Get Used To Abandonment On Ice Floes

Get Used To Abandonment On Ice Floes

There's a widespread belief that the Eskimo tradition was that when someone got really old, they would be abandoned on an ice floe to die--resources couldn't be spared on those who didn't have long left. This article says that while it was done, it was hardly universal among Eskimo cultures, and was generally reserved for extraordinary famine conditions.

We may be headed back there. I am utterly flabbergasted by this interview from the May 3, 2009 New York Times with President Obama:
THE PRESIDENT: So that’s where I think you just get into some very difficult moral issues. But that’s also a huge driver of cost, right?

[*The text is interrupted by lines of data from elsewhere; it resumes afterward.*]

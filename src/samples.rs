use std::slice::ChunksExact;

/// Accepted points in acceptance order.
///
/// Coordinates are stored flat, `[x0, y0, x1, y1, ...]` for `D = 2`.
#[derive(Clone, Debug, PartialEq)]
pub struct Samples {
    dimension: usize,
    coords: Vec<f64>,
}

impl Samples {
    pub(crate) fn new(dimension: usize) -> Self {
        Self {
            dimension,
            coords: Vec::new(),
        }
    }

    /// Wraps flat coordinates. Returns `None` if `coords` is not a whole number of points.
    pub fn from_flat(dimension: usize, coords: Vec<f64>) -> Option<Self> {
        if dimension == 0 || coords.len() % dimension != 0 {
            return None;
        }
        Some(Self { dimension, coords })
    }

    pub(crate) fn push(&mut self, point: &[f64]) -> usize {
        debug_assert_eq!(point.len(), self.dimension);
        let index = self.len();
        self.coords.extend_from_slice(point);
        index
    }

    pub fn dimension(&self) -> usize {
        self.dimension
    }

    pub fn len(&self) -> usize {
        self.coords.len() / self.dimension
    }

    pub fn is_empty(&self) -> bool {
        self.coords.is_empty()
    }

    pub fn get(&self, index: usize) -> Option<&[f64]> {
        let start = index.checked_mul(self.dimension)?;
        self.coords.get(start..start + self.dimension)
    }

    pub fn first(&self) -> Option<&[f64]> {
        self.get(0)
    }

    pub fn iter(&self) -> ChunksExact<'_, f64> {
        self.coords.chunks_exact(self.dimension)
    }

    pub fn as_flat(&self) -> &[f64] {
        &self.coords
    }

    pub fn into_flat(self) -> Vec<f64> {
        self.coords
    }

    pub fn to_vecs(&self) -> Vec<Vec<f64>> {
        self.iter().map(|p| p.to_vec()).collect()
    }
}

impl<'a> IntoIterator for &'a Samples {
    type Item = &'a [f64];
    type IntoIter = ChunksExact<'a, f64>;

    fn into_iter(self) -> Self::IntoIter {
        self.iter()
    }
}
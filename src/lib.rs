//! # poissond
//!
//! `poissond` generates Poisson disk point sets (blue noise) in any number of dimensions. It is
//! designed to be used in Rust as well as compiled to WebAssembly (WASM). Points are placed
//! inside an axis-aligned box so that no two lie closer than a minimum distance `r`, using
//! Bridson's fast rejection sampling with a background grid.
//!
//! ## Features
//!
//! - **Any dimension**: one sampler for 1D, 2D, 3D and beyond; directions come from normalized
//!   Gaussian vectors so no per-dimension formulas are needed.
//! - **Spatial Partitioning**: a dense background grid with cells of side `r / sqrt(D)` answers
//!   proximity queries by looking at a small window of cells around the candidate.
//! - **Reproducible**: the random generator is passed in by the caller; [`sample`] seeds a
//!   ChaCha8 generator from the configuration.
//! - **WASM-first**: the [`wasm::PoissonDisk`] class exposes the sampler to JavaScript.
//!
//! ## Main Interface
//!
//! The primary entry point is the [`PoissonSampler`] struct, configured with a
//! [`SamplerConfig`]. For a one-shot run use [`sample`].
//!
//! ```
//! use poissond::{sample, SamplerConfig};
//!
//! let config = SamplerConfig::new(vec![1.0, 1.0], 0.05).with_seed(7);
//! let points = sample(&config).unwrap();
//! for p in &points {
//!     assert!(p[0] >= 0.0 && p[0] < 1.0);
//! }
//! ```

mod acceptance;
mod candidate;
mod config;
mod domain;
mod error;
mod frontier;
mod grid;
mod sampler;
mod samples;
mod stats;
pub mod validation;
pub mod wasm;

pub use acceptance::AcceptanceTest;
pub use acceptance::Rejection;
pub use acceptance::Verdict;
pub use candidate::random_direction;
pub use candidate::RadialDistribution;
pub use candidate::ShellSampler;
pub use candidate::MAX_DIRECTION_RETRIES;
pub use config::ExpansionPolicy;
pub use config::SamplerConfig;
pub use config::DEFAULT_MAX_ATTEMPTS;
pub use config::DEFAULT_MAX_GRID_CELLS;
pub use domain::Domain;
pub use error::Result;
pub use error::SamplingError;
pub use frontier::ActiveFrontier;
pub use grid::BackgroundGrid;
pub use grid::MIN_WINDOW;
pub use sampler::sample;
pub use sampler::PoissonSampler;
pub use sampler::SamplerState;
pub use sampler::StepOutcome;
pub use samples::Samples;
pub use stats::SamplingStats;
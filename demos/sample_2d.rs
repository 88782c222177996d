use poissond::{sample, SamplerConfig};

fn main() {
    let config = SamplerConfig::new(vec![16.0, 16.0], 2.0).with_seed(10).with_sample_cap(10);

    for point in &sample(&config).expect("valid configuration") {
        println!("{}, {}", point[0], point[1]);
    }
}
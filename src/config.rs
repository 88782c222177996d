use serde::{Deserialize, Serialize};

use crate::candidate::RadialDistribution;
use crate::domain::{self, Domain};
use crate::error::{Result, SamplingError};

/// Default ceiling on background grid cells (64 Mi slots, 512 MiB of indices).
pub const DEFAULT_MAX_GRID_CELLS: usize = 1 << 26;

/// Default number of candidates tried per frontier point.
pub const DEFAULT_MAX_ATTEMPTS: usize = 30;

/// What happens to a frontier point during one outer iteration.
#[derive(Clone, Copy, Debug, Default, PartialEq, Eq, Serialize, Deserialize)]
#[serde(rename_all = "snake_case")]
pub enum ExpansionPolicy {
    /// Stop at the first accepted candidate and put the point back into the frontier.
    /// The point is retired only after `k` consecutive failures (Bridson's algorithm).
    #[default]
    SingleAccept,
    /// Keep every accepted candidate among the `k` attempts, then retire the point
    /// regardless of success. Yields a sparser, faster-converging point set.
    AllCandidates,
}

/// Parameters of a sampling run.
///
/// Every field is checked by [`validate`](Self::validate) before a sampler is built.
#[derive(Clone, Debug, PartialEq, Serialize, Deserialize)]
pub struct SamplerConfig {
    /// Number of axes, `D >= 1`.
    pub dimension: usize,
    /// Minimum distance `r` between any two points.
    pub min_distance: f64,
    /// Domain size along each axis; the domain is `[0, e_0) x ... x [0, e_{D-1})`.
    pub extents: Vec<f64>,
    /// Candidates tried per frontier point, `k`.
    #[serde(default = "default_max_attempts")]
    pub max_attempts: usize,
    /// Stop as soon as this many points have been accepted.
    #[serde(default)]
    pub sample_cap: Option<usize>,
    #[serde(default)]
    pub rng_seed: u64,
    #[serde(default = "default_max_grid_cells")]
    pub max_grid_cells: usize,
    #[serde(default)]
    pub policy: ExpansionPolicy,
    #[serde(default)]
    pub radial: RadialDistribution,
}

fn default_max_attempts() -> usize {
    DEFAULT_MAX_ATTEMPTS
}

fn default_max_grid_cells() -> usize {
    DEFAULT_MAX_GRID_CELLS
}

impl Default for SamplerConfig {
    fn default() -> Self {
        Self::new(vec![1.0, 1.0], 0.03)
    }
}

impl SamplerConfig {
    /// Configuration over `extents` with minimum distance `min_distance`; the dimension is
    /// taken from the number of extents.
    pub fn new(extents: Vec<f64>, min_distance: f64) -> Self {
        Self {
            dimension: extents.len(),
            min_distance,
            extents,
            max_attempts: DEFAULT_MAX_ATTEMPTS,
            sample_cap: None,
            rng_seed: 0,
            max_grid_cells: DEFAULT_MAX_GRID_CELLS,
            policy: ExpansionPolicy::default(),
            radial: RadialDistribution::default(),
        }
    }

    /// Parses a JSON document and validates it.
    pub fn from_json(json: &str) -> Result<Self> {
        let config: SamplerConfig = serde_json::from_str(json)?;
        config.validate()?;
        Ok(config)
    }

    pub fn to_json(&self) -> Result<String> {
        Ok(serde_json::to_string_pretty(self)?)
    }

    pub fn with_max_attempts(mut self, k: usize) -> Self {
        self.max_attempts = k;
        self
    }

    pub fn with_sample_cap(mut self, cap: usize) -> Self {
        self.sample_cap = Some(cap);
        self
    }

    pub fn with_seed(mut self, seed: u64) -> Self {
        self.rng_seed = seed;
        self
    }

    pub fn with_policy(mut self, policy: ExpansionPolicy) -> Self {
        self.policy = policy;
        self
    }

    pub fn with_radial(mut self, radial: RadialDistribution) -> Self {
        self.radial = radial;
        self
    }

    pub fn with_max_grid_cells(mut self, cells: usize) -> Self {
        self.max_grid_cells = cells;
        self
    }

    /// Sets the minimum distance to `fraction` of the longest extent, so the same fraction
    /// gives a similar point count whatever the domain size.
    pub fn with_relative_radius(mut self, fraction: f64) -> Self {
        self.min_distance = fraction * domain::longest_extent(&self.extents);
        self
    }

    /// Checks every parameter.
    pub fn validate(&self) -> Result<()> {
        if self.dimension < 1 {
            return Err(SamplingError::InvalidParameter(
                "dimension must be at least 1".into(),
            ));
        }
        if self.extents.len() != self.dimension {
            return Err(SamplingError::InvalidParameter(format!(
                "expected {} extents for dimension {}, got {}",
                self.dimension,
                self.dimension,
                self.extents.len()
            )));
        }
        if !(self.min_distance.is_finite() && self.min_distance > 0.0) {
            return Err(SamplingError::InvalidParameter(format!(
                "min_distance must be positive and finite, got {}",
                self.min_distance
            )));
        }
        if self.sample_cap == Some(0) {
            return Err(SamplingError::InvalidParameter(
                "sample_cap must be positive".into(),
            ));
        }
        self.domain().map(|_| ())
    }

    /// The sampling domain described by `extents`.
    pub fn domain(&self) -> Result<Domain> {
        Domain::new(self.extents.clone())
    }
}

I mean, the chronically ill and those toward the end of their lives are accounting for potentially 80 percent of the total health care bill out here.
Well, of course. And if you put this crowd out on an ice floe, metaphorically speaking, they won't be 80% of the total health care bill anymore. They might be 5% of the bill then, because morphine for pain is cheap, and disconnecting life support equipment is cheaper still. But there will be another group that will be 80% of the total health care bill. It won't be the same 80%, of course. Any guess that people dying (expensively) of AIDS won't be part of the crowd that gets put out on Obama's metaphorical ice floe?

Health care is expensive. And yes, I think most people will, if the costs are high enough, say that we have to draw some lines, somewhere. Would we spend a billion dollars to save one person's life? Would we spend a million? What bugs me is that Obama next admits that someone in the government is going to make those choices--and he doesn't want the people to be too deeply involved in making those decisions:
THE PRESIDENT: Well, I think that there is going to have to be a conversation that is guided by doctors, scientists, ethicists. And then there is going to have to be a very difficult democratic conversation that takes place. It is very difficult to imagine the country making those decisions just through the normal political channels. And that’s part of why you have to have some independent group that can give you guidance. It’s not determinative, but I think has to be able to give you some guidance. And that’s part of what I suspect you’ll see emerging out of the various health care conversations that are taking place on the Hill right now.
I'm so glad that we have an adequate supply of philosopher-kings to handle these hard decisions!